* What this task involves:
Of all the entries below, retype only the lines from the one with "## Error Hierarchy" through the one with "use thiserror::Error;", exactly as they appear.

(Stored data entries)
- - - -

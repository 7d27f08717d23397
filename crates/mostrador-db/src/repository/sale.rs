//! # Sale Repository
//!
//! Sale confirmation plus everything that reads sales back: history,
//! detail, per-customer history, the dashboard and the monthly report.
//!
//! ## Confirmation
//! ```text
//! ┌─────────────────────────────────────────────────────────────────────────┐
//! │                       confirm(customer, lines, payment)                 │
//! │                                                                         │
//! │  1. VALIDATE (no I/O)                                                  │
//! │     └── cart non-empty, customer chosen, method + installments valid   │
//! │                                                                         │
//! │  2. BEGIN                                                              │
//! │     └── per line: UPDATE products SET stock = stock - qty              │
//! │                   WHERE id = ? AND stock >= qty                        │
//! │         0 rows → product gone (NotFound) or short (InsufficientStock)  │
//! │                                                                         │
//! │  3. customer still exists?                                             │
//! │                                                                         │
//! │  4. INSERT sale (total = Σ unit price × qty), INSERT sale lines        │
//! │                                                                         │
//! │  5. COMMIT                                                             │
//! │     └── any early return drops the transaction → ROLLBACK              │
//! │                                                                         │
//! └─────────────────────────────────────────────────────────────────────────┘
//! ```
//!
//! The decrement is the first statement of the transaction, so the write
//! lock is taken before any stock is read. A second confirmation waits on
//! the busy timeout and then sees the already-decremented stock.

use chrono::{Local, NaiveDateTime, Timelike};
use sqlx::SqlitePool;
use tracing::{debug, info, warn};

use crate::error::{DbError, DbResult};
use mostrador_core::cart::line_totals;
use mostrador_core::validation::{validate_price_cents, validate_quantity, validate_sale_request};
use mostrador_core::{
    CartLine, CoreError, DashboardStats, MonthlyReportRow, Page, PageRequest, Period, Sale,
    SaleDetail, SaleLine, SaleLineDetail, SaleReceipt, SaleSummary, ValidationError,
};

/// Sales shown on the dashboard.
const RECENT_SALES: i64 = 5;

const SUMMARY_SELECT: &str = r#"
    SELECT
        s.id,
        s.created_at,
        s.customer_id,
        c.name AS customer_name,
        s.total_cents,
        s.payment_method,
        s.installments
    FROM sales s
    INNER JOIN customers c ON c.id = s.customer_id
"#;

/// Repository for sale database operations.
#[derive(Debug, Clone)]
pub struct SaleRepository {
    pool: SqlitePool,
}
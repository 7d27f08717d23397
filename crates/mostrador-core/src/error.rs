//! # Error Types
//!
//! Domain-specific error types for mostrador-core.
//!
//! ## Error Hierarchy
//! ```text
//! ┌─────────────────────────────────────────────────────────────────────────┐
//! │                         Error Types                                     │
//! │                                                                         │
//! │  mostrador-core errors (this file)                                     │
//! │  ├── CoreError        - Business rule violations                       │
//! │  └── ValidationError  - Input validation failures                      │
//! │                                                                         │
//! │  mostrador-db errors (separate crate)                                  │
//! │  └── DbError          - Storage failures, wraps CoreError              │
//! │                                                                         │
//! │  Web API errors (in app)                                               │
//! │  └── ApiError         - What the browser sees (JSON + status)          │
//! │                                                                         │
//! │  Flow: ValidationError → CoreError → DbError → ApiError → Browser      │
//! └─────────────────────────────────────────────────────────────────────────┘
//! ```

use thiserror::Error;

// =============================================================================
// Core Error
// =============================================================================

/// Core business logic errors.
#[derive(Debug, Error)]
pub enum CoreError {
    /// A referenced record does not exist.
    #[error("{entity} not found: {id}")]
    NotFound { entity: String, id: String },

    /// Requested quantity exceeds the recorded stock.
    ///
    /// ## User Workflow
    /// ```text
    /// Add to Cart (qty: 5)
    ///      │
    ///      ▼
    /// Check stock: available=3
    ///      │
    ///      ▼
    /// InsufficientStock { code: "P001", available: 3, requested: 5 }
    ///      │
    ///      ▼
    /// Browser shows: "Only 3 P001 in stock"
    /// ```
    #[error("Insufficient stock for {code}: available {available}, requested {requested}")]
    InsufficientStock {
        code: String,
        available: i64,
        requested: i64,
    },

    /// Product appears in at least one sale line and cannot be deleted.
    #[error("Product {code} cannot be deleted: already sold")]
    AlreadySold { code: String },

    /// Cart has reached the maximum number of distinct lines.
    #[error("Cart cannot have more than {max} items")]
    CartTooLarge { max: usize },

    #[error("Validation error: {0}")]
    Validation(#[from] ValidationError),
}

impl CoreError {
    /// Creates a NotFound error for a given entity type and ID.
    pub fn not_found(entity: impl Into<String>, id: impl ToString) -> Self {
        CoreError::NotFound {
            entity: entity.into(),
            id: id.to_string(),
        }
    }
}

// =============================================================================
// Validation Error
// =============================================================================

/// Input validation errors.
///
/// Raised before any state changes, so a failed check never leaves a
/// half-applied cart or a partial sale behind.
#[derive(Debug, Error, PartialEq, Eq)]
pub enum ValidationError {
    /// A required field is missing or empty.
    #[error("{field} is required")]
    Required { field: String },

    /// Field value is too long.
    #[error("{field} must be at most {max} characters")]
    TooLong { field: String, max: usize },

    /// Numeric value (or index) is out of range.
    #[error("{field} must be between {min} and {max}")]
    OutOfRange { field: String, min: i64, max: i64 },

    /// Value must be positive.
    #[error("{field} must be positive")]
    MustBePositive { field: String },

    /// Value must not be negative.
    #[error("{field} cannot be negative")]
    Negative { field: String },

    /// Invalid format (e.g. unparsable price).
    #[error("{field} has invalid format: {reason}")]
    InvalidFormat { field: String, reason: String },

    /// Value is not in allowed set.
    #[error("{field} must be one of: {allowed:?}")]
    NotAllowed { field: String, allowed: Vec<String> },

    /// Arithmetic on the value would overflow.
    #[error("{field} is too large")]
    Overflow { field: String },

    /// Value is present where it must be absent.
    #[error("{field} is not allowed here: {reason}")]
    NotApplicable { field: String, reason: String },
}

impl ValidationError {
    pub fn required(field: &str) -> Self {
        ValidationError::Required {
            field: field.to_string(),
        }
    }

    pub fn must_be_positive(field: &str) -> Self {
        ValidationError::MustBePositive {
            field: field.to_string(),
        }
    }

    pub fn overflow(field: &str) -> Self {
        ValidationError::Overflow {
            field: field.to_string(),
        }
    }

    pub fn invalid_format(field: &str, reason: impl Into<String>) -> Self {
        ValidationError::InvalidFormat {
            field: field.to_string(),
            reason: reason.into(),
        }
    }
}

// =============================================================================
// Result Type Alias
// =============================================================================

/// Convenience type alias for Results with CoreError.
pub type CoreResult<T> = Result<T, CoreError>;

// =============================================================================
// Unit Tests
// =============================================================================

#[cfg(test)]
mod tests {
    use super::*;

    #[test]
    fn test_error_messages() {
        let err = CoreError::InsufficientStock {
            code: "P001".to_string(),
            available: 3,
            requested: 5,
        };
        assert_eq!(
            err.to_string(),
            "Insufficient stock for P001: available 3, requested 5"
        );

        let err = CoreError::AlreadySold {
            code: "P001".to_string(),
        };
        assert!(err.to_string().contains("already sold"));
    }

    #[test]
    fn test_validation_error_messages() {
        assert_eq!(ValidationError::required("code").to_string(), "code is required");
        assert_eq!(
            ValidationError::must_be_positive("price").to_string(),
            "price must be positive"
        );
    }

    #[test]
    fn test_validation_converts_to_core_error() {
        let core_err: CoreError = ValidationError::required("code").into();
        assert!(matches!(core_err, CoreError::Validation(_)));
    }

    #[test]
    fn test_not_found_accepts_numeric_ids() {
        let err = CoreError::not_found("Product", 42);
        assert_eq!(err.to_string(), "Product not found: 42");
    }
}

- - - -

* Solution for this task:
//! ## Error Hierarchy
//! ```text
//! ┌─────────────────────────────────────────────────────────────────────────┐
//! │                         Error Types                                     │
//! │                                                                         │
//! │  mostrador-core errors (this file)                                     │
//! │  ├── CoreError        - Business rule violations                       │
//! │  └── ValidationError  - Input validation failures                      │
//! │                                                                         │
//! │  mostrador-db errors (separate crate)                                  │
//! │  └── DbError          - Storage failures, wraps CoreError              │
//! │                                                                         │
//! │  Web API errors (in app)                                               │
//! │  └── ApiError         - What the browser sees (JSON + status)          │
//! │                                                                         │
//! │  Flow: ValidationError → CoreError → DbError → ApiError → Browser      │
//! └─────────────────────────────────────────────────────────────────────────┘
//! ```

use thiserror::Error;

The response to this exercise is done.